大気汚染は、今に始まったわけでもなく、何の前置きもなく発生したわけでもない。
昨年5月、スモッグ対策委員会が、国に勧告を出し対応を求めた。しかし、政府は、そのごく一部にしか取り組まなかった。環境保全省の大気汚染データは、地域別の大気汚染状況を即時で知ることができるが、いまだに市民は、そのデータを利用することができない。良質の燃料へ切り替えるという課題も、着手されないままだ。
11月4日、10代の女性3人が清潔で健康的な環境の権利を侵害されたとして、州を相手取って訴訟を起こした。「大気汚染の不正確な情報は、人命の軽視だ」と申し立てた。
建設や農業などの従事者は、有害な空気をより多く吸うため、喘息や心臓疾患などにかかりやすい。有害な空気に長くさらされることは、生存権と健康に対する権利、健康的な環境の権利を危うくする。
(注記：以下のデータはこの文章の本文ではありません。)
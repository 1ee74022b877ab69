//! In-memory column table the normalizer plugins transform.
//!
//! A deliberately small stand-in for a dataframe: named, typed columns
//! over row-major values, with exactly the batch helpers the builtin
//! plugins need. Tables start all-text straight from CSV and are shaped
//! column by column until they match the canonical schema.

use std::collections::HashSet;

use vigil_core::errors::{ValidationError, VigilResult};

/// Declared type of a column.
#[derive(Debug, Clone, Copy, PartialEq, Eq)]
pub enum DType {
    Text,
    Int64,
}

impl DType {
    pub fn as_str(&self) -> &'static str {
        match self {
            DType::Text => "string",
            DType::Int64 => "int64",
        }
    }
}

/// A single cell. `Null` stands for an empty field.
#[derive(Debug, Clone, PartialEq, Eq, Hash)]
pub enum Value {
    Text(String),
    Int(i64),
    Null,
}

impl Value {
    pub fn as_text(&self) -> Option<&str> {
        match self {
            Value::Text(s) => Some(s),
            _ => None,
        }
    }

    pub fn as_int(&self) -> Option<i64> {
        match self {
            Value::Int(n) => Some(*n),
            _ => None,
        }
    }

    pub fn is_null(&self) -> bool {
        matches!(self, Value::Null)
    }
}

/// Column descriptor: name plus declared type.
#[derive(Debug, Clone, PartialEq, Eq)]
pub struct Column {
    pub name: String,
    pub dtype: DType,
}

impl Column {
    pub fn text(name: &str) -> Self {
        Column {
            name: name.to_string(),
            dtype: DType::Text,
        }
    }

    pub fn int64(name: &str) -> Self {
        Column {
            name: name.to_string(),
            dtype: DType::Int64,
        }
    }
}

/// Read-only view over one row, addressable by column name.
pub struct RowView<'a> {
    columns: &'a [Column],
    row: &'a [Value],
}

impl<'a> RowView<'a> {
    pub fn get(&self, name: &str) -> Option<&'a Value> {
        let idx = self.columns.iter().position(|c| c.name == name)?;
        self.row.get(idx)
    }

    /// Text content of a cell, `""` when the cell is null or missing.
    pub fn text_or_empty(&self, name: &str) -> &'a str {
        match self.get(name) {
            Some(Value::Text(s)) => s,
            _ => "",
        }
    }
}

/// Row-major table with a typed header.
#[derive(Debug, Clone)]
pub struct Table {
    columns: Vec<Column>,
    rows: Vec<Vec<Value>>,
}

fn column_err(reason: String) -> vigil_core::VigilError {
    ValidationError::PluginMismatch { reason }.into()
}

impl Table {
    pub fn new(columns: Vec<Column>) -> Self {
        Table {
            columns,
            rows: Vec::new(),
        }
    }

    pub fn columns(&self) -> &[Column] {
        &self.columns
    }

    pub fn rows(&self) -> &[Vec<Value>] {
        &self.rows
    }

    pub fn n_rows(&self) -> usize {
        self.rows.len()
    }

    pub fn is_empty(&self) -> bool {
        self.rows.is_empty()
    }

    pub fn push_row(&mut self, row: Vec<Value>) -> VigilResult<()> {
        if row.len() != self.columns.len() {
            return Err(column_err(format!(
                "row has {} cells, table has {} columns",
                row.len(),
                self.columns.len()
            )));
        }
        self.rows.push(row);
        Ok(())
    }

    pub fn column_index(&self, name: &str) -> Option<usize> {
        self.columns.iter().position(|c| c.name == name)
    }

    pub fn has_column(&self, name: &str) -> bool {
        self.column_index(name).is_some()
    }

    fn require_column(&self, name: &str) -> VigilResult<usize> {
        self.column_index(name)
            .ok_or_else(|| column_err(format!("column {name:?} not present")))
    }

    /// Cell lookup by row index and column name.
    pub fn value(&self, row: usize, name: &str) -> Option<&Value> {
        let idx = self.column_index(name)?;
        self.rows.get(row)?.get(idx)
    }

    pub fn rename(&mut self, from: &str, to: &str) -> VigilResult<()> {
        if self.has_column(to) {
            return Err(column_err(format!("column {to:?} already present")));
        }
        let idx = self.require_column(from)?;
        self.columns[idx].name = to.to_string();
        Ok(())
    }

    /// Rename only when the source column exists. Returns whether it did.
    pub fn rename_if_present(&mut self, from: &str, to: &str) -> VigilResult<bool> {
        if !self.has_column(from) {
            return Ok(false);
        }
        self.rename(from, to)?;
        Ok(true)
    }

    /// Keep only rows whose cell in `name` satisfies the predicate.
    pub fn retain<F>(&mut self, name: &str, mut pred: F) -> VigilResult<()>
    where
        F: FnMut(&Value) -> bool,
    {
        let idx = self.require_column(name)?;
        self.rows.retain(|row| pred(&row[idx]));
        Ok(())
    }

    /// Rewrite every cell of one column in place.
    pub fn map_column<F>(&mut self, name: &str, mut f: F) -> VigilResult<()>
    where
        F: FnMut(Value) -> Value,
    {
        let idx = self.require_column(name)?;
        for row in &mut self.rows {
            let cell = std::mem::replace(&mut row[idx], Value::Null);
            row[idx] = f(cell);
        }
        Ok(())
    }

    /// Add or replace a column computed from each full row.
    pub fn with_column<F>(&mut self, name: &str, dtype: DType, mut f: F) -> VigilResult<()>
    where
        F: FnMut(&RowView<'_>) -> Value,
    {
        let values: Vec<Value> = self
            .rows
            .iter()
            .map(|row| {
                f(&RowView {
                    columns: &self.columns,
                    row,
                })
            })
            .collect();
        match self.column_index(name) {
            Some(idx) => {
                self.columns[idx].dtype = dtype;
                for (row, value) in self.rows.iter_mut().zip(values) {
                    row[idx] = value;
                }
            }
            None => {
                self.columns.push(Column {
                    name: name.to_string(),
                    dtype,
                });
                for (row, value) in self.rows.iter_mut().zip(values) {
                    row.push(value);
                }
            }
        }
        Ok(())
    }

    /// Append a constant column when it is not already present.
    pub fn ensure_column(&mut self, name: &str, dtype: DType, default: Value) {
        if self.has_column(name) {
            return;
        }
        self.columns.push(Column {
            name: name.to_string(),
            dtype,
        });
        for row in &mut self.rows {
            row.push(default.clone());
        }
    }

    /// Replace nulls in one column with a constant.
    pub fn fill_null(&mut self, name: &str, value: Value) -> VigilResult<()> {
        let idx = self.require_column(name)?;
        for row in &mut self.rows {
            if row[idx].is_null() {
                row[idx] = value.clone();
            }
        }
        Ok(())
    }

    /// Parse a text column into 64-bit integers; nulls stay null.
    pub fn cast_int(&mut self, name: &str) -> VigilResult<()> {
        let idx = self.require_column(name)?;
        for (row_no, row) in self.rows.iter_mut().enumerate() {
            let parsed = match &row[idx] {
                Value::Text(s) => {
                    let trimmed = s.trim();
                    if trimmed.is_empty() {
                        Value::Null
                    } else {
                        let n = trimmed.parse::<i64>().map_err(|_| {
                            column_err(format!(
                                "row {}: cannot cast {trimmed:?} in column {name:?} to int64",
                                row_no + 1
                            ))
                        })?;
                        Value::Int(n)
                    }
                }
                Value::Int(n) => Value::Int(*n),
                Value::Null => Value::Null,
            };
            row[idx] = parsed;
        }
        self.columns[idx].dtype = DType::Int64;
        Ok(())
    }

    /// Project the table down to the named columns, in the given order.
    pub fn select(&mut self, names: &[&str]) -> VigilResult<()> {
        let indices: Vec<usize> = names
            .iter()
            .map(|name| self.require_column(name))
            .collect::<VigilResult<_>>()?;
        self.columns = indices.iter().map(|&i| self.columns[i].clone()).collect();
        self.rows = self
            .rows
            .iter()
            .map(|row| indices.iter().map(|&i| row[i].clone()).collect())
            .collect();
        Ok(())
    }

    /// Drop duplicate rows over the keyed columns, keeping the first.
    pub fn dedup_by(&mut self, names: &[&str]) -> VigilResult<()> {
        let indices: Vec<usize> = names
            .iter()
            .map(|name| self.require_column(name))
            .collect::<VigilResult<_>>()?;
        let mut seen: HashSet<Vec<Value>> = HashSet::new();
        self.rows.retain(|row| {
            let key: Vec<Value> = indices.iter().map(|&i| row[i].clone()).collect();
            seen.insert(key)
        });
        Ok(())
    }
}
医者にかかれない社会的弱者でも同様だ。
世界保健機関によると、子どもは、大気汚染による健康被害を特に受けやすい。発育段階の子どもの肺は、大人の2倍の酸素を必要とするためだ。
パキスタン政府は、市民の健康と生活を守る義務があり、そのための対策を直ちに取るべきだ。
- 最新情報:
- 2020年1月17日 (stop情報)
- 更新履歴:
- 2019年12月 3日
- 国名:
- パキスタン
- 対象者:
- 期限:
- 2020年2月17日
- 配信日:
- 2020年1月17日
- UA No:
- 153/2019
カーン首相は昨年11月末、大気汚染問題で記者会見を開いた。パンジャブ州の大気汚染は「沈黙の殺人者」との認識を示し、専門家の提言に基づく計画案を発表した。アムネスティは、問題解決に向けた政府の姿勢と意欲を歓迎するとともに、今後、政府が大気汚染の解消にどう取り組むのか、引き続き監視していきたい。
同国では11月と12月は「スモッグの季節」と呼ばれるが、昨年もこの期間、人口が密集するパンジャブ州は、深刻な大気汚染に見舞われ、戸外では呼吸困難になり、呼吸器疾患の患者が増え、学校は休校を余儀なくされた。
首都ラホールの大気質指数は、11月21日の午後1時に598という殺人的な数値に達した。この数値は、汚染度を示す6段階の第6レベル「300以上(健康に危険)」の中でも極度に危険であることを意味する。
同じ11月21日、アムネスティはラホール市民の命を守るため、パキスタン政府に早急の対応を求めるUA(緊急行動)を世界に呼びかけた。
この呼びかけが、世界のメディアの目に留まった。ニューヨーク・タイムズ、TIME、BBC、ニューズウィーク、ワシントンポストなどが取り上げ、「深刻な大気汚染の中、国は市民の健康危機への対応を怠ってきた」と批判した。
「緊急行動」開始から9日後の11月30日、カーン首相が記者会見を開いた。首相は、大気汚染対策を説明し、「危機は必ず克服する」と意気込んだ。同席した気候変動担当大臣は、「全土で空気は澄み、緑が豊かで、持続可能な社会づくりに取り組む。特に大気汚染と気象変動への取り組みを約束する」と語った。
国のトップが「問題に対処する」と約束したことは、歓迎したい。しかし、大気汚染は相変わらず、「(健康に)良くない」から「非常に良くない」のレベルに留まったままだ。
政府が今後、約束した対策をどこまで実行するのか、しっかり監視を続けていく。
このUAに関するアクションは、これで終わります。要請文を送付してくださった方がたに感謝いたします。ありがとうございました。